◆ Work to be completed: For each line below that includes the string "once", show the whole line.

◆ Collected data entries:

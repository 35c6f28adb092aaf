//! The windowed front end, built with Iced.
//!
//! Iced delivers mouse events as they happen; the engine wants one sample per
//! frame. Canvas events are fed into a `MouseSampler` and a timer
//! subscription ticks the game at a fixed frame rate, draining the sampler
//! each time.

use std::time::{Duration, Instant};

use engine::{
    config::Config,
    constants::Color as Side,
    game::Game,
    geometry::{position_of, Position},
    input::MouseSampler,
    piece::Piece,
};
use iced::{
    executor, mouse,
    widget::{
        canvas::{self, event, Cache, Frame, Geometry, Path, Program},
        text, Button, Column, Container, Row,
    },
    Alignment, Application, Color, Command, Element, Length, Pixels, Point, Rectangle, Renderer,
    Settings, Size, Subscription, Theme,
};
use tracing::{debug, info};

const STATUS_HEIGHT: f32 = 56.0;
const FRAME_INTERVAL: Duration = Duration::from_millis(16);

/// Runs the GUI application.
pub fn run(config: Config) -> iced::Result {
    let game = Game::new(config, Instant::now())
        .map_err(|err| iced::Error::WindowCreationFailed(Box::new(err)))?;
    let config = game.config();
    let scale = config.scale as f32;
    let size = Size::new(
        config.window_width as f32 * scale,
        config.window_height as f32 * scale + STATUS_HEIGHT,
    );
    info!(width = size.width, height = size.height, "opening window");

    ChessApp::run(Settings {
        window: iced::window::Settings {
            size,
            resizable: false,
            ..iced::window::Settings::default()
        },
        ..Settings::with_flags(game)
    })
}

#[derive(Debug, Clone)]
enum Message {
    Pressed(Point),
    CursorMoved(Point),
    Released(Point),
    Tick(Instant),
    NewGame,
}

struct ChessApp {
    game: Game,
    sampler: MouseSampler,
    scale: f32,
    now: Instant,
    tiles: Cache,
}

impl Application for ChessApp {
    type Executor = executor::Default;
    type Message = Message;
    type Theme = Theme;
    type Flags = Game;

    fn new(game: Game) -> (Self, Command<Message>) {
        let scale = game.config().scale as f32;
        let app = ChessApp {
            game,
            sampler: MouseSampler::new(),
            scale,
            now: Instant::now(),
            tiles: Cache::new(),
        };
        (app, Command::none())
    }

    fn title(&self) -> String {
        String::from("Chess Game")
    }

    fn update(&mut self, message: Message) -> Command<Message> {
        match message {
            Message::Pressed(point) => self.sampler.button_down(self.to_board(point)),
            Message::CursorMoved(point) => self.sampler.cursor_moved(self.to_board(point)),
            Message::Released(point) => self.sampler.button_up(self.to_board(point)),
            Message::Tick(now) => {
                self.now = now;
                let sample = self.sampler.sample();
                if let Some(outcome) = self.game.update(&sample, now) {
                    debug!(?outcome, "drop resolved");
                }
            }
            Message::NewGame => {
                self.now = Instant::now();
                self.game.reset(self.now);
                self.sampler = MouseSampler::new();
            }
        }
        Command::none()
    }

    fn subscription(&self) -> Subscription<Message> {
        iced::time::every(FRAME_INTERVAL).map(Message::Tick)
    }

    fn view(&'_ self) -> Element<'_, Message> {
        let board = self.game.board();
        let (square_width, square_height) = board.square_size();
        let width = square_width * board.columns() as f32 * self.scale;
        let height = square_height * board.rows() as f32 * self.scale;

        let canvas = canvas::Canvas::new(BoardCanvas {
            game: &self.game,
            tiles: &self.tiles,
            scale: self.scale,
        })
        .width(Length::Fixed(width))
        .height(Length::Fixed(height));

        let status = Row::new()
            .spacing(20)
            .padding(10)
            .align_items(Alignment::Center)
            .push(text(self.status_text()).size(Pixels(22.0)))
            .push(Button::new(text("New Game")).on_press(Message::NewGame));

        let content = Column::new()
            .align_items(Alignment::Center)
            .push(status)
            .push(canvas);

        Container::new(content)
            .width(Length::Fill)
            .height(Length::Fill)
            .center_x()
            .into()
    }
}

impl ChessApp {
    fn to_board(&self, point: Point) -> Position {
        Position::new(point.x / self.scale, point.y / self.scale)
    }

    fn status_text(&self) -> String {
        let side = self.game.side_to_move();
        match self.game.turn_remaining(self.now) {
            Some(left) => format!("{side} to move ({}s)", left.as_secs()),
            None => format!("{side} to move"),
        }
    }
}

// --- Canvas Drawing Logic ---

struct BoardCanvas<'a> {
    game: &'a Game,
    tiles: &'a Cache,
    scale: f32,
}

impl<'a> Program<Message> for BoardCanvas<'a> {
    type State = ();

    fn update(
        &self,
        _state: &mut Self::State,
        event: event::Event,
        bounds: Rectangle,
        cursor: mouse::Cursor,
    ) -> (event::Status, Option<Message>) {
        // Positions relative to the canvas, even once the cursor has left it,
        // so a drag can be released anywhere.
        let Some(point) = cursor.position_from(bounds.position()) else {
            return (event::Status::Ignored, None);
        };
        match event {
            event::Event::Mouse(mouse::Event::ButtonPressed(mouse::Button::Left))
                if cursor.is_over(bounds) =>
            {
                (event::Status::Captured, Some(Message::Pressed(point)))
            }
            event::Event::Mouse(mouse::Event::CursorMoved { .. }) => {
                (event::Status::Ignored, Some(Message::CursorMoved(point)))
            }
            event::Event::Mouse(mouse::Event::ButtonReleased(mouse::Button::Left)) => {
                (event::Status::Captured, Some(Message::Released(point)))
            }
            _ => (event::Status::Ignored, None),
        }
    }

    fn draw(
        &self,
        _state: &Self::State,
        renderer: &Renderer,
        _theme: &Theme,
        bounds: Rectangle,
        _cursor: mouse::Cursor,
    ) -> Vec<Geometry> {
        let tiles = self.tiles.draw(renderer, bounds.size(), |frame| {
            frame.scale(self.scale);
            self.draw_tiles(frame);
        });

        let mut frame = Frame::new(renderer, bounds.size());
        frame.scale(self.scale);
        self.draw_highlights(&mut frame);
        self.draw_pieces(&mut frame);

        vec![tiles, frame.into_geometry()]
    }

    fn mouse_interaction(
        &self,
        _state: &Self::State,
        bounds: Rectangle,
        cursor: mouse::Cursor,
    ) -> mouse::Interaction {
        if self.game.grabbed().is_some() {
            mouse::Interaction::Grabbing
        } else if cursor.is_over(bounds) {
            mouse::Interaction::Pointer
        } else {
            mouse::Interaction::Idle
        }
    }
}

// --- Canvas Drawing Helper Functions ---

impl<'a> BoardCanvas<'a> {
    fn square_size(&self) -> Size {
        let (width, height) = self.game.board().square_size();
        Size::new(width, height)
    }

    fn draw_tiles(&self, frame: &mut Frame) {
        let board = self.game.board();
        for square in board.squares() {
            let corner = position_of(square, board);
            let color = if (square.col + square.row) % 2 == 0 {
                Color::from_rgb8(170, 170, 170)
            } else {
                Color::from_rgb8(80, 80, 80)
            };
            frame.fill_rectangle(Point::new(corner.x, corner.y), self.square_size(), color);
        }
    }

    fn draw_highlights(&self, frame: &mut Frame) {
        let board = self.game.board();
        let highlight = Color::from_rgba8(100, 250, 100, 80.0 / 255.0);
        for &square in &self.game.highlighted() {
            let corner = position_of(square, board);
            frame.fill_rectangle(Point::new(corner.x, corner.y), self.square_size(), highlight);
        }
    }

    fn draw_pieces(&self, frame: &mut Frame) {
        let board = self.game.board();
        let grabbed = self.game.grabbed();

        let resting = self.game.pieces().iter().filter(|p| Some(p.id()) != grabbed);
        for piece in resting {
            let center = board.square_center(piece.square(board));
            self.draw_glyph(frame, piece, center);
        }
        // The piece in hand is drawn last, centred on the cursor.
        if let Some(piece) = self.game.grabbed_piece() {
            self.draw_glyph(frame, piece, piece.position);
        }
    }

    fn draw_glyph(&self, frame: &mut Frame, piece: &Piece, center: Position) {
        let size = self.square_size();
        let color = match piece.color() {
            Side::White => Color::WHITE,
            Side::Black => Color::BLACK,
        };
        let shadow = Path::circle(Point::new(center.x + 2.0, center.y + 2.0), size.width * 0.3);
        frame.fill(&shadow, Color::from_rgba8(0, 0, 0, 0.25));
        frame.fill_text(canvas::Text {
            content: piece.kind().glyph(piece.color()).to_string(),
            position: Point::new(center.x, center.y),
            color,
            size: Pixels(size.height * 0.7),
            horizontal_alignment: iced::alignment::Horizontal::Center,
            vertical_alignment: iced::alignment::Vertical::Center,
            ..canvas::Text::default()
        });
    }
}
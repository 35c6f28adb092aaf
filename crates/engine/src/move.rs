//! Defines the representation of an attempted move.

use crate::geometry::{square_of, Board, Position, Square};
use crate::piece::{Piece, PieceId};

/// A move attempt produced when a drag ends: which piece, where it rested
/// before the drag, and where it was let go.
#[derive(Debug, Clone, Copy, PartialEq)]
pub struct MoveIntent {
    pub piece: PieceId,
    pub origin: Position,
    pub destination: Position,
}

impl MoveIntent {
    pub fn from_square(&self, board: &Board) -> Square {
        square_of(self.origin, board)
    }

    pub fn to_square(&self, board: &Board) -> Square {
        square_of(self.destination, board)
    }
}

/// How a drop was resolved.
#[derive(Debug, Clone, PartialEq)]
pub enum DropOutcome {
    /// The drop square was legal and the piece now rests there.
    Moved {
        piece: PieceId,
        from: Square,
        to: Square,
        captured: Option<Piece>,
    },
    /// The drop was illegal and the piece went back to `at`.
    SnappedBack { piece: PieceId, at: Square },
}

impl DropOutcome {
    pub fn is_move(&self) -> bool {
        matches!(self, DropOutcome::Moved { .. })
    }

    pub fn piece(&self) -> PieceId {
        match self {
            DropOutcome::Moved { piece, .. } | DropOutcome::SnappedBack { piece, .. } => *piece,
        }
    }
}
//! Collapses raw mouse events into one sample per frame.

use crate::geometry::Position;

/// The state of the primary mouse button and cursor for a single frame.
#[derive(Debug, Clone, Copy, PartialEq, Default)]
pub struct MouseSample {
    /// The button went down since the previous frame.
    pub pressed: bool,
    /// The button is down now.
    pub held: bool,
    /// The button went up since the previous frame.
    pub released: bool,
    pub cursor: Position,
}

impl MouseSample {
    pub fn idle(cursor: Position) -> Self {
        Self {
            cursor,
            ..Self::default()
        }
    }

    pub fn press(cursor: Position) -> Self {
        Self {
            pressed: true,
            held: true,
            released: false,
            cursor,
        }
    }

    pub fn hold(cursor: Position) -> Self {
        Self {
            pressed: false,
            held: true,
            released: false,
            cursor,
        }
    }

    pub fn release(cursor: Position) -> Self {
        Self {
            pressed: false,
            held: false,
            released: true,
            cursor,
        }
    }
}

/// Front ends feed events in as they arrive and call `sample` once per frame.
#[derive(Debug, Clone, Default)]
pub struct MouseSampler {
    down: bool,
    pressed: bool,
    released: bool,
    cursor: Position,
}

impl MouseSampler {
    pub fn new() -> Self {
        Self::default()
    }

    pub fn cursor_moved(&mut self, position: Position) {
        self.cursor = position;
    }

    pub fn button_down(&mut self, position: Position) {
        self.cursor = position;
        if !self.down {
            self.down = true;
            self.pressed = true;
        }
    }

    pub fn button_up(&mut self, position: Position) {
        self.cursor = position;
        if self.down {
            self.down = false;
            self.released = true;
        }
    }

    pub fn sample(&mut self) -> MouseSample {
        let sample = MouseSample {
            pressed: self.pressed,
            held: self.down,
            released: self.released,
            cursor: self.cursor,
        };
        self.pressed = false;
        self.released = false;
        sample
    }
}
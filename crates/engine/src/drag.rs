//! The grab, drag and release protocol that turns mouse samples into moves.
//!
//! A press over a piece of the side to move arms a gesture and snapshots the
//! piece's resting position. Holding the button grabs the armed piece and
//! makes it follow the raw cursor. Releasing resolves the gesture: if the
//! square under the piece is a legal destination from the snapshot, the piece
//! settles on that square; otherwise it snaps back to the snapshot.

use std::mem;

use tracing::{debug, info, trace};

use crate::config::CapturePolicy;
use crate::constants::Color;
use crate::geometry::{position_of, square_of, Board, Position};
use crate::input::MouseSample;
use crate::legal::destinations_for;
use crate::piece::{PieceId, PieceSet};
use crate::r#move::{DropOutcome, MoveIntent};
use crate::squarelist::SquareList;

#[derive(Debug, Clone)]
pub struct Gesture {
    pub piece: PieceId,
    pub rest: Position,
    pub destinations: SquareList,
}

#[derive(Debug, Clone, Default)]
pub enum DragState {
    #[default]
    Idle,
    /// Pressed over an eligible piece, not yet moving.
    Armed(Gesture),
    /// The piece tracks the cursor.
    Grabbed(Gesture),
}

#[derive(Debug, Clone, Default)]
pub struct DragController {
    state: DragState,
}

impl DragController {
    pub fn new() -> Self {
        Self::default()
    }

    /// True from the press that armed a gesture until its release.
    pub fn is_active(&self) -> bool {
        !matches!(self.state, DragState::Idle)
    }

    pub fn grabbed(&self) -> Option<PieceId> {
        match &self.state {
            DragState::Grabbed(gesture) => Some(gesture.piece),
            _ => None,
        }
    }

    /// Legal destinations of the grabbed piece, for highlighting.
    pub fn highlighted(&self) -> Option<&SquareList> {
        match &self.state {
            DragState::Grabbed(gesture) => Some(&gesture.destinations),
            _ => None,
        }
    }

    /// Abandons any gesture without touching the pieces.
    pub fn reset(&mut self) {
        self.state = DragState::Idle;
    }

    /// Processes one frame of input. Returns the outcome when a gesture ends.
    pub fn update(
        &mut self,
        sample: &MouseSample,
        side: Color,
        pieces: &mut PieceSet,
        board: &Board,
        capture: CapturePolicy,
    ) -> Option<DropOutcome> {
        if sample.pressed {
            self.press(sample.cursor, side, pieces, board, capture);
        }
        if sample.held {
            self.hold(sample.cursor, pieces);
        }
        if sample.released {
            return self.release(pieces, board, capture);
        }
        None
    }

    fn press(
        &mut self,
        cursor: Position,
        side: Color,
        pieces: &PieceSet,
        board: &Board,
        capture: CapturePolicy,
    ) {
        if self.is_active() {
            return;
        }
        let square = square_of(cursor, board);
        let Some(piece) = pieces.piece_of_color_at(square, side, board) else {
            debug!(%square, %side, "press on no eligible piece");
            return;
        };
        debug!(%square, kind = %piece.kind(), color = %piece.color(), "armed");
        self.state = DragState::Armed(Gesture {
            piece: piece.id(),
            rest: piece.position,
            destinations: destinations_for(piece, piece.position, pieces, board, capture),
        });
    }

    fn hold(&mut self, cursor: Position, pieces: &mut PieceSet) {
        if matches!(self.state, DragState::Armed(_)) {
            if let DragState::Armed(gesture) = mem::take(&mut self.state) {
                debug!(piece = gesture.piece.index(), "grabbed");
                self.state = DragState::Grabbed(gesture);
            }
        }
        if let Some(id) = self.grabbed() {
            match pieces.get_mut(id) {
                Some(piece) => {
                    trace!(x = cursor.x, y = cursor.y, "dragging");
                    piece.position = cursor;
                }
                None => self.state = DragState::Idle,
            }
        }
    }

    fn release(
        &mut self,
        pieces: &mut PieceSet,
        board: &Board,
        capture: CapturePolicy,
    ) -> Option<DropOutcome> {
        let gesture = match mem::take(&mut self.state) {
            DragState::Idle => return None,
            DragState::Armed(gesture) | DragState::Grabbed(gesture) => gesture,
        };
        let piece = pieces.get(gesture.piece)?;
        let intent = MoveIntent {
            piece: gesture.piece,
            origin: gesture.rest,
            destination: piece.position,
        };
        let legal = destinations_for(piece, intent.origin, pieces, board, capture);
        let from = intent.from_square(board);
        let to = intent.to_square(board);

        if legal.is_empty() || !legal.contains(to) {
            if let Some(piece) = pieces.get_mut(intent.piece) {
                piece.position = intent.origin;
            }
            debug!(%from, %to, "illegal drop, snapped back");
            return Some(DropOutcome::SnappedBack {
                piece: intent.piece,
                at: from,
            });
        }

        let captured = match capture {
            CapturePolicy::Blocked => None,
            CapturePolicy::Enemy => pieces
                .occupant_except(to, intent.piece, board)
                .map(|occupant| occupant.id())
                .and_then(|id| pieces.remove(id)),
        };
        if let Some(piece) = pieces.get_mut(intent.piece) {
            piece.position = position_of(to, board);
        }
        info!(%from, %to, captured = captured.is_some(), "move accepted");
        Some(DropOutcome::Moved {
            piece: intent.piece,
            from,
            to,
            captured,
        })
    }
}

◆ Result of this exercise:
        // Positions relative to the canvas, even once the cursor has left it,
/// Front ends feed events in as they arrive and call `sample` once per frame.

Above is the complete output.